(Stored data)
####################

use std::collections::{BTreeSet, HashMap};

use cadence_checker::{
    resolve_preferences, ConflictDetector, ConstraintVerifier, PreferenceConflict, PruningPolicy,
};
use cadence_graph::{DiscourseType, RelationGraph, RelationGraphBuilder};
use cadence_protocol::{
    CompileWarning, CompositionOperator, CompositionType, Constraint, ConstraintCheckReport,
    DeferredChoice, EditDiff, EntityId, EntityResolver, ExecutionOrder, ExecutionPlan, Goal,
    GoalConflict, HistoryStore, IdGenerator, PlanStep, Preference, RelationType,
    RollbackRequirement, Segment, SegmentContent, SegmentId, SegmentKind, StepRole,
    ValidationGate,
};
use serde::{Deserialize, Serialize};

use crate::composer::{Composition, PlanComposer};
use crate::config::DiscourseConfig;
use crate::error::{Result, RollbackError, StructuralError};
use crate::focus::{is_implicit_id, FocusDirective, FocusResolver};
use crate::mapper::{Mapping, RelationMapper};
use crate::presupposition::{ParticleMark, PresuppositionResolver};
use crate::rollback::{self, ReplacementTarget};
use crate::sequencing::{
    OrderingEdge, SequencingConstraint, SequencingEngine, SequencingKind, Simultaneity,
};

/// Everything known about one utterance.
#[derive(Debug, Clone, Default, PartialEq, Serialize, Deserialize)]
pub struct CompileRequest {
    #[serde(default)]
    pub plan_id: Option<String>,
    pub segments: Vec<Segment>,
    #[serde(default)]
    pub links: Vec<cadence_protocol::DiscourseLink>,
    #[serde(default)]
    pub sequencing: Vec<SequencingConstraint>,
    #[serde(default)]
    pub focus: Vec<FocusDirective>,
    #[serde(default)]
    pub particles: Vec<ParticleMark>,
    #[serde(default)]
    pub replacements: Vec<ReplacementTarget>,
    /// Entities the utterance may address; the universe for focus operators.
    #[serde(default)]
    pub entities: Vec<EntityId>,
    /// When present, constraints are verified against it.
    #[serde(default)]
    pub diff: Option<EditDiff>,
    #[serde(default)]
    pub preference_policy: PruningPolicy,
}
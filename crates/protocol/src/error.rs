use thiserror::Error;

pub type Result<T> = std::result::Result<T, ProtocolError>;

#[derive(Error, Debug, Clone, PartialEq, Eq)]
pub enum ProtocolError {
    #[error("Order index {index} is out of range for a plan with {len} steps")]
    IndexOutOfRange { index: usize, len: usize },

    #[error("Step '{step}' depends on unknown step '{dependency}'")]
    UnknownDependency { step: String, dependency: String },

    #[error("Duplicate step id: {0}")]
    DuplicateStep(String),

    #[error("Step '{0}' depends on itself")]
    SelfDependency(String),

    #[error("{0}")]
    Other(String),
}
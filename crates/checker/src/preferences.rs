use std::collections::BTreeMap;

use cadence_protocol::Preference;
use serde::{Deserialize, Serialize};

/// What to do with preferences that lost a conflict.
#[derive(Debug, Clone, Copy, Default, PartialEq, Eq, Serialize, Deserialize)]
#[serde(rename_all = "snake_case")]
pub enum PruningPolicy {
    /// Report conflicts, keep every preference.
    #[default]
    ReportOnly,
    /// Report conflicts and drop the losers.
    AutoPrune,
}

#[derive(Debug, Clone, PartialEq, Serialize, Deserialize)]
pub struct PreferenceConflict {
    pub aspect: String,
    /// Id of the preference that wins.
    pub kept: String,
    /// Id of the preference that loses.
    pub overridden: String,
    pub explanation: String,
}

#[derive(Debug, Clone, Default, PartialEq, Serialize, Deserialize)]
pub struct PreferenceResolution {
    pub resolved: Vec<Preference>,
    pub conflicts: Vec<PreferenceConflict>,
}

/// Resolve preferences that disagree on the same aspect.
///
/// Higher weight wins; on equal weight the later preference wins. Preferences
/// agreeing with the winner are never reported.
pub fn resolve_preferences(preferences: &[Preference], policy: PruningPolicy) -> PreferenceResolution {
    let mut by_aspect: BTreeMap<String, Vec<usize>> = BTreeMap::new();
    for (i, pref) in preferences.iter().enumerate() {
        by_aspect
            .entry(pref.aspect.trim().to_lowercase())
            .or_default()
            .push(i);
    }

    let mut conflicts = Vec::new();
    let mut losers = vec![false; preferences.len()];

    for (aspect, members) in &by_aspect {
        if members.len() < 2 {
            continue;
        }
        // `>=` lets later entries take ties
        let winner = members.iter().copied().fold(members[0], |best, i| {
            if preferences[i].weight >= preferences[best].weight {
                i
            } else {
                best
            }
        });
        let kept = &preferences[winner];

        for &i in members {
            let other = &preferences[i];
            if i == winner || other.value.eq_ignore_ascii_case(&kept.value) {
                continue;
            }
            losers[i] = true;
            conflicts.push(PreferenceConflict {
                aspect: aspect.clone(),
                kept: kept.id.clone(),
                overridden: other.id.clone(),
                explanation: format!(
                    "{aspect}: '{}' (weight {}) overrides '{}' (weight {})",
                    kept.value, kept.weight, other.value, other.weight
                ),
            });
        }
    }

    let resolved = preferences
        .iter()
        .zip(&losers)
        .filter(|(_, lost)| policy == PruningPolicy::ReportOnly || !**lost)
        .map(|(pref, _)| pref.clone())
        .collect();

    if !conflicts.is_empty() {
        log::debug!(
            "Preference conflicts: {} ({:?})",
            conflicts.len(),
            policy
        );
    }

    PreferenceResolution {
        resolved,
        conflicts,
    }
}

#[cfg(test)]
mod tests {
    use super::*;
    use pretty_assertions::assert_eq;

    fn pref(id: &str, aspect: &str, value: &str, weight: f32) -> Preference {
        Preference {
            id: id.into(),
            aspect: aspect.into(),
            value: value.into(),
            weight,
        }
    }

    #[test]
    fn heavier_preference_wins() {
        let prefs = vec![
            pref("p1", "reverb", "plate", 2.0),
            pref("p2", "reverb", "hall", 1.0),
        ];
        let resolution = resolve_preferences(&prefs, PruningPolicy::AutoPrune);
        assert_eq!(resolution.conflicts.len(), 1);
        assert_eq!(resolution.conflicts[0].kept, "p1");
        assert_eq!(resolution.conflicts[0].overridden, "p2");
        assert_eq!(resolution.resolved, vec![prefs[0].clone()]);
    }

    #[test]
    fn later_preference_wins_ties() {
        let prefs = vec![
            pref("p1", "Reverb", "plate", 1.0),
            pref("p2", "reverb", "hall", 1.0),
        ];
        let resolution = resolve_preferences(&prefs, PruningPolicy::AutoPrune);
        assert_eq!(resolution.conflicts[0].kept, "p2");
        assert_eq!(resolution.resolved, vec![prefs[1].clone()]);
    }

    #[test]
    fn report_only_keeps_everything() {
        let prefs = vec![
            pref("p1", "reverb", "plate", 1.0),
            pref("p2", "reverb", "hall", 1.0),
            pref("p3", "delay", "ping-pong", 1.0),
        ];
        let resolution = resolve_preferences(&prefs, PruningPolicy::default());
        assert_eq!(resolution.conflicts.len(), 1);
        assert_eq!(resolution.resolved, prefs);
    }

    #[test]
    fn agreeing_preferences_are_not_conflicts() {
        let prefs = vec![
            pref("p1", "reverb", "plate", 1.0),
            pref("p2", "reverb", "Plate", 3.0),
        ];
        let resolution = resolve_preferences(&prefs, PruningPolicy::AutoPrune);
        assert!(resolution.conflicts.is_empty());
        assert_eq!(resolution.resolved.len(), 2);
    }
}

####################

● EXERCISE OBJECTIVE
Look through the data and gather every line with the string "members" in it.

● EXERCISE ANSWER
    for (aspect, members) in &by_aspect {
        if members.len() < 2 {
        let winner = members.iter().copied().fold(members[0], |best, i| {
        for &i in members {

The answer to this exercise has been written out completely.